If a line in the entries below contains the word "match", it counts; report how many such lines there are, and only that number.

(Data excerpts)

=== Begin Enclosure ===

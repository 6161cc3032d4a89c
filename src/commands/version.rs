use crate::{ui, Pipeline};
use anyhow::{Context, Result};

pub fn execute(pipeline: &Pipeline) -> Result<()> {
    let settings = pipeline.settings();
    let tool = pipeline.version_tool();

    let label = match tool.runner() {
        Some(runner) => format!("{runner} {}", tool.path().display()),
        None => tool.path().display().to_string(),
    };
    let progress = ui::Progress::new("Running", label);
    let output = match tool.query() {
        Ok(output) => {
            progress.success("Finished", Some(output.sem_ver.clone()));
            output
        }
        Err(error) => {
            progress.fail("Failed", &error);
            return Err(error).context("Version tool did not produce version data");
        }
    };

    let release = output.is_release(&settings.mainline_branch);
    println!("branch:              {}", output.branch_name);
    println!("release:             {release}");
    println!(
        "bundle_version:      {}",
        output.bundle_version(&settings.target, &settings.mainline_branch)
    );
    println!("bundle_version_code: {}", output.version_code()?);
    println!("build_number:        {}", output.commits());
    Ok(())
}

=== End Enclosure ===

ANSWER SPACE: 2